I freely admit it; I am a product of parents who used the ‘rod’. I used it also with my children. Neither they nor I used it abusively or arbitrarily. I believe it was also used in love. Not “I’m so obsessed with you that if you even think about leaving me, I will beat you into submission” but “I love you enough to give you boundaries and consequences to keep you safe.”
There were times when I’m not sure if I used the ‘rod’ with anger. I PRAY I didn’t; and if I did, I PRAY God can repair any damage I have caused. My heart was always to bring about correction and point my child again in the proper direction. It was NEVER to humiliate. NEVER to demonstrate my superiority/power over them. NEVER to ‘break’ them. It was, however, meant to get their FULL attention and focus it on their behavior. It was to show them that actions DO have consequences. And their action, whatever it was at the time needed correcting.
When ANY type of discipline is used, especially physical punishment, as a tool for correcting the child, consistency is CRUCIAL! If a specific behavior elicits negative consequences, then repeated instances of that behavior MUST elicit consequences too. There is nothing more harmful to a child’s ability to learn from their mistakes than to give them inconsistent correction.
Children are born without the ability to self-regulate, self-motivate, and self-direct. They learn these traits by example and consistent boundaries. They will bump up against the boundaries we set for them. When they do, they NEED to know there is strength and stability in them. Without consistency, the child doesn’t knows what to expect. They don’t need ‘holes in the fence line”; places that were firm a few days ago. This leaves them confused and afraid. By applying consistent boundaries, children learn to move away from the incorrect behavior on their own. They learn to regulate their own behavior. They learn the difference between right and wrong in the safety of their own environment.
These lessons shape the rest of their lives. They build character, depending on how the correction was applied. Wrongly applied correction (done in anger, inconsistent, or meant to demean) builds resentment and an angry adult. Correctly applied discipline aids in building godly character. One that understands right from wrong, and freely chooses the better option. Character that will benefit the society they join, wherever it may be.
Father God, THANK YOU for entrusting me with the lives of my children. THANK YOU for the privilege of raising them. I PRAY I taught them the lessons You would have me teach. And HOW You would have me teach them. Heal their hearts from ANY damage I did in my ignorance and arrogance.
They have become AMAZING adults! Their most important thing though Father is to bring them back to You.
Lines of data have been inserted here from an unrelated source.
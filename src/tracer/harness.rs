//! Instrumentation harness run inside the target's interpreter.
//!
//! Invoked as `<interpreter> -c SOURCE <report> <script> <max_value_len> <max_steps>`
//! with the target text on stdin. Writes one JSON report (see
//! [`super::report::ExecutionReport`]) to `<report>` and nothing else.
//!
//! Rules the harness enforces:
//! - only frames whose code belongs to `<script>` are traced
//! - dunder names are harness-owned and never recorded
//! - a value whose rendering fails is recorded as [`UNPRINTABLE`]
//! - every string written is valid UTF-8 (lone surrogates are backslash-escaped)
//! - the trace hook is cleared in a `finally` on every path

/// Placeholder recorded for values that cannot be rendered.
pub const UNPRINTABLE: &str = "<unprintable>";

pub(crate) const SOURCE: &str = r#"
import builtins
import json
import os
import sys
import traceback

PLACEHOLDER = "<unprintable>"


def clean(text):
    # Lone surrogates would be dumped as escapes no strict JSON reader accepts.
    return text.encode("utf-8", "backslashreplace").decode("utf-8")


def render(value, limit):
    try:
        text = str(value)
        if not isinstance(text, str):
            return PLACEHOLDER
        if limit > 0 and len(text) > limit:
            text = text[:limit] + "..."
        return clean(text)
    except BaseException:
        return PLACEHOLDER


def format_fault(exc):
    tb = exc.__traceback__
    if tb is not None:
        tb = tb.tb_next
    return clean("".join(traceback.format_exception(type(exc), exc, tb)))


def main():
    report_path = sys.argv[1]
    script_path = os.path.abspath(sys.argv[2])
    limit = int(sys.argv[3])
    max_steps = int(sys.argv[4])
    history = []
    truncated = [False]

    def write(status, error_log):
        with open(report_path, "w", encoding="utf-8") as out:
            json.dump(
                {
                    "status": status,
                    "trace_history": history,
                    "error_log": error_log,
                    "truncated": truncated[0],
                },
                out,
            )

    source = sys.stdin.buffer.read().decode("utf-8")
    try:
        code = compile(source, script_path, "exec")
    except (SyntaxError, ValueError) as exc:
        detail = "".join(traceback.format_exception_only(type(exc), exc)).rstrip()
        write("syntax_error", clean("Syntax Error: %s\n%s" % (exc, detail)))
        return

    def record(frame):
        if max_steps > 0 and len(history) >= max_steps:
            truncated[0] = True
            return
        bindings = {}
        for name, value in list(frame.f_locals.items()):
            if name.startswith("__"):
                continue
            bindings[name] = render(value, limit)
        history.append({"line": frame.f_lineno, "variables": bindings})

    def local_trace(frame, event, arg):
        if event == "line":
            record(frame)
        return local_trace

    def global_trace(frame, event, arg):
        if frame.f_code.co_filename != script_path:
            return None
        return local_trace

    namespace = {"__name__": "__main__", "__file__": script_path, "__builtins__": builtins}
    sys.argv = [script_path]
    sys.path.insert(0, os.path.dirname(script_path))

    status, error_log = "success", None
    sys.settrace(global_trace)
    try:
        exec(code, namespace, namespace)
    except SystemExit as exc:
        sys.settrace(None)
        if exc.code not in (None, 0):
            status, error_log = "runtime_error", format_fault(exc)
    except BaseException as exc:
        sys.settrace(None)
        status, error_log = "runtime_error", format_fault(exc)
    finally:
        sys.settrace(None)
        try:
            sys.stdout.flush()
        except BaseException:
            pass
    write(status, error_log)


main()
"#;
They have wandered and I don’t know how to correct this. I know it isn’t my place to discipline them any longer, as they are adults. Let me lead by example. The BEST part of that example being praying for them, even when they don’t believe. Loving them back into Your Kingdom. Send whoever it takes, and do whatever is necessary, to get their attention. DRAW them to Your breast Lord. Once again, I leave them in Your hands.